Your task: Go over the listing below line by line, and return each one holding the string "mutably".

↓↓↓

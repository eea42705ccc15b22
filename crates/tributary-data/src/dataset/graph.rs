// Copyright 2025 eraflo
//
// Licensed under the Apache License, Version 2.0 (the "License");
// you may not use this file except in compliance with the License.
// You may obtain a copy of the License at
//
//     http://www.apache.org/licenses/LICENSE-2.0
//
// Unless required by applicable law or agreed to in writing, software
// distributed under the License is distributed on an "AS IS" BASIS,
// WITHOUT WARRANTIES OR CONDITIONS OF ANY KIND, either express or implied.
// See the License for the specific language governing permissions and
// limitations under the License.


use crate::error::DataError;
use crate::field::FieldData;
use crate::object::DeepClone;
use std::sync::Arc;

/// Vertices joined by edges, with per-vertex and per-edge attributes.
#[derive(Debug, Clone, Default, PartialEq)]
pub struct Graph {
    directed: bool,
    vertices: usize,
    edges: Arc<Vec<(usize, usize)>>,
    vertex_data: FieldData,
    edge_data: FieldData,
}

impl Graph {
    /// Creates an empty graph.
    pub fn new(directed: bool) -> Self {
        Self {
            directed,
            ..Self::default()
        }
    }

    /// Returns `true` for a directed graph.
    pub fn is_directed(&self) -> bool {
        self.directed
    }

    /// Adds a vertex and returns its index.
    pub fn add_vertex(&mut self) -> usize {
        self.vertices += 1;
        self.vertices - 1
    }

    /// Adds an edge and returns its index.
    pub fn add_edge(&mut self, source: usize, target: usize) -> Result<usize, DataError> {
        for v in [source, target] {
            if v >= self.vertices {
                return Err(DataError::MissingElement {
                    what: "vertex",
                    index: v,
                });
            }
        }
        let edges = Arc::make_mut(&mut self.edges);
        edges.push((source, target));
        Ok(edges.len() - 1)
    }

    /// Number of vertices.
    pub fn number_of_vertices(&self) -> usize {
        self.vertices
    }

    /// Number of edges.
    pub fn number_of_edges(&self) -> usize {
        self.edges.len()
    }

    /// Edge endpoints.
    pub fn edges(&self) -> &[(usize, usize)] {
        &self.edges
    }

    /// Number of edges touching `vertex`, counting both directions.
    pub fn degree(&self, vertex: usize) -> usize {
        self.edges
            .iter()
            .map(|&(s, t)| usize::from(s == vertex) + usize::from(t == vertex))
            .sum()
    }

    /// Per-vertex attributes.
    pub fn vertex_data(&self) -> &FieldData {
        &self.vertex_data
    }

    /// Per-vertex attributes, mutably.
    pub fn vertex_data_mut(&mut self) -> &mut FieldData {
        &mut self.vertex_data
    }

    /// Per-edge attributes.
    pub fn edge_data(&self) -> &FieldData {
        &self.edge_data
    }

    /// Per-edge attributes, mutably.
    pub fn edge_data_mut(&mut self) -> &mut FieldData {
        &mut self.edge_data
    }
}

impl DeepClone for Graph {
    fn deep_clone(&self) -> Self {
        Self {
            directed: self.directed,
            vertices: self.vertices,
            edges: Arc::new(self.edges.as_ref().clone()),
            vertex_data: self.vertex_data.deep_clone(),
            edge_data: self.edge_data.deep_clone(),
        }
    }
}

↑↑↑

Reply:
    /// Per-vertex attributes, mutably.
    /// Per-edge attributes, mutably.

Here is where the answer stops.